All of the data is to be set down again without any alteration.

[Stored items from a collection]

━━━━━━━━━━━━━━━━━━━━━━━━━━━━━━

/// Store configuration.
#[derive(Clone, Debug, Serialize, Deserialize)]
#[serde(default)]
pub struct StoreConfig {
    /// Directory holding every store file.
    pub path: PathBuf,

    /// Prefix of every store file name.
    pub name: String,

    /// Ids per shard file.
    pub shard_size: u64,

    /// Worker threads executing operations.
    pub max_workers: usize,

    /// Operations that may wait for a worker before submitters block.
    pub queue_capacity: usize,

    /// Largest plaintext a record may seal to.
    pub max_payload_bytes: usize,

    /// Whether to create the store if it doesn't exist.
    pub create_if_missing: bool,

    /// Whether shard and WAL writes are fsynced.
    pub sync_writes: bool,

    /// Runtime types required per type tag.
    pub schema: Schema,
}

impl Default for StoreConfig {
    fn default() -> Self {
        Self {
            path: PathBuf::from("./store"),
            name: "db".to_string(),
            shard_size: 1000,
            max_workers: 4,
            queue_capacity: 1024,
            max_payload_bytes: 16 * 1024 * 1024,
            create_if_missing: true,
            sync_writes: true,
            schema: Schema::default(),
        }
    }
}

impl StoreConfig {
    /// Load a configuration from a JSON file. Missing keys take defaults.
    pub fn from_json_file(path: impl AsRef<Path>) -> Result<Self> {
        let text = fs::read_to_string(path)?;
        let config: StoreConfig = serde_json::from_str(&text)
            .map_err(|e| StoreError::InvalidConfig(e.to_string()))?;
        config.validate()?;
        Ok(config)
    }

    pub fn validate(&self) -> Result<()> {
        if self.shard_size == 0 {
            return Err(StoreError::InvalidConfig("shard_size must be positive".into()));
        }
        if self.max_workers == 0 {
            return Err(StoreError::InvalidConfig("max_workers must be positive".into()));
        }
        if self.queue_capacity == 0 {
            return Err(StoreError::InvalidConfig("queue_capacity must be positive".into()));
        }
        if self.name.is_empty() {
            return Err(StoreError::InvalidConfig("name must not be empty".into()));
        }
        if self.name.contains(['/', '\\']) {
            return Err(StoreError::InvalidConfig(format!(
                "name must not contain a path separator: {}",
                self.name
            )));
        }
        Ok(())
    }

    fn wal_path(&self) -> PathBuf {
        self.path.join(format!("{}_wal.log", self.name))
    }

    fn oplog_path(&self) -> PathBuf {
        self.path.join(format!("{}_log.csv", self.name))
    }

    fn lock_path(&self) -> PathBuf {
        self.path.join(format!("{}.lock", self.name))
    }
}

/// Outcome of compacting one shard.
#[derive(Clone, Copy, Debug, PartialEq, Eq)]
pub struct CompactionReport {
    pub shard: ShardId,
    /// Rows left in the shard.
    pub kept: usize,
    /// Rows removed as invalid.
    pub dropped: usize,
}

/// The sharded record store.
///
/// Every operation checks permission and validates its input in the
/// caller's thread, then runs on the worker pool and resolves through the
/// returned [`OpHandle`].
pub struct Store {
    inner: Arc<StoreInner>,

    /// Dropped after `inner`; joins the workers, which hold the last
    /// references to it.
    pool: WorkerPool,
}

━━━━━━━━━━━━━━━━━━━━━━━━━━━━━━

◆ **Answer box**
/// Store configuration.
#[derive(Clone, Debug, Serialize, Deserialize)]
#[serde(default)]
pub struct StoreConfig {
    /// Directory holding every store file.
    pub path: PathBuf,

    /// Prefix of every store file name.
    pub name: String,

    /// Ids per shard file.
    pub shard_size: u64,

    /// Worker threads executing operations.
    pub max_workers: usize,

    /// Operations that may wait for a worker before submitters block.
    pub queue_capacity: usize,

    /// Largest plaintext a record may seal to.
    pub max_payload_bytes: usize,

    /// Whether to create the store if it doesn't exist.
    pub create_if_missing: bool,

    /// Whether shard and WAL writes are fsynced.
    pub sync_writes: bool,

    /// Runtime types required per type tag.
    pub schema: Schema,
}

impl Default for StoreConfig {
    fn default() -> Self {
        Self {
            path: PathBuf::from("./store"),
            name: "db".to_string(),
            shard_size: 1000,
            max_workers: 4,
            queue_capacity: 1024,
            max_payload_bytes: 16 * 1024 * 1024,
            create_if_missing: true,
            sync_writes: true,
            schema: Schema::default(),
        }
    }
}

impl StoreConfig {
    /// Load a configuration from a JSON file. Missing keys take defaults.
    pub fn from_json_file(path: impl AsRef<Path>) -> Result<Self> {
        let text = fs::read_to_string(path)?;
        let config: StoreConfig = serde_json::from_str(&text)
            .map_err(|e| StoreError::InvalidConfig(e.to_string()))?;
        config.validate()?;
        Ok(config)
    }

    pub fn validate(&self) -> Result<()> {
        if self.shard_size == 0 {
            return Err(StoreError::InvalidConfig("shard_size must be positive".into()));
        }
        if self.max_workers == 0 {
            return Err(StoreError::InvalidConfig("max_workers must be positive".into()));
        }
        if self.queue_capacity == 0 {
            return Err(StoreError::InvalidConfig("queue_capacity must be positive".into()));
        }
        if self.name.is_empty() {
            return Err(StoreError::InvalidConfig("name must not be empty".into()));
        }
        if self.name.contains(['/', '\\']) {
            return Err(StoreError::InvalidConfig(format!(
                "name must not contain a path separator: {}",
                self.name
            )));
        }
        Ok(())
    }

    fn wal_path(&self) -> PathBuf {
        self.path.join(format!("{}_wal.log", self.name))
    }

    fn oplog_path(&self) -> PathBuf {
        self.path.join(format!("{}_log.csv", self.name))
    }

    fn lock_path(&self) -> PathBuf {
        self.path.join(format!("{}.lock", self.name))
    }
}

/// Outcome of compacting one shard.
#[derive(Clone, Copy, Debug, PartialEq, Eq)]
pub struct CompactionReport {
    pub shard: ShardId,
    /// Rows left in the shard.
    pub kept: usize,
    /// Rows removed as invalid.
    pub dropped: usize,
}

/// The sharded record store.
///
/// Every operation checks permission and validates its input in the
/// caller's thread, then runs on the worker pool and resolves through the
/// returned [`OpHandle`].
pub struct Store {
    inner: Arc<StoreInner>,

    /// Dropped after `inner`; joins the workers, which hold the last
    /// references to it.
    pool: WorkerPool,
}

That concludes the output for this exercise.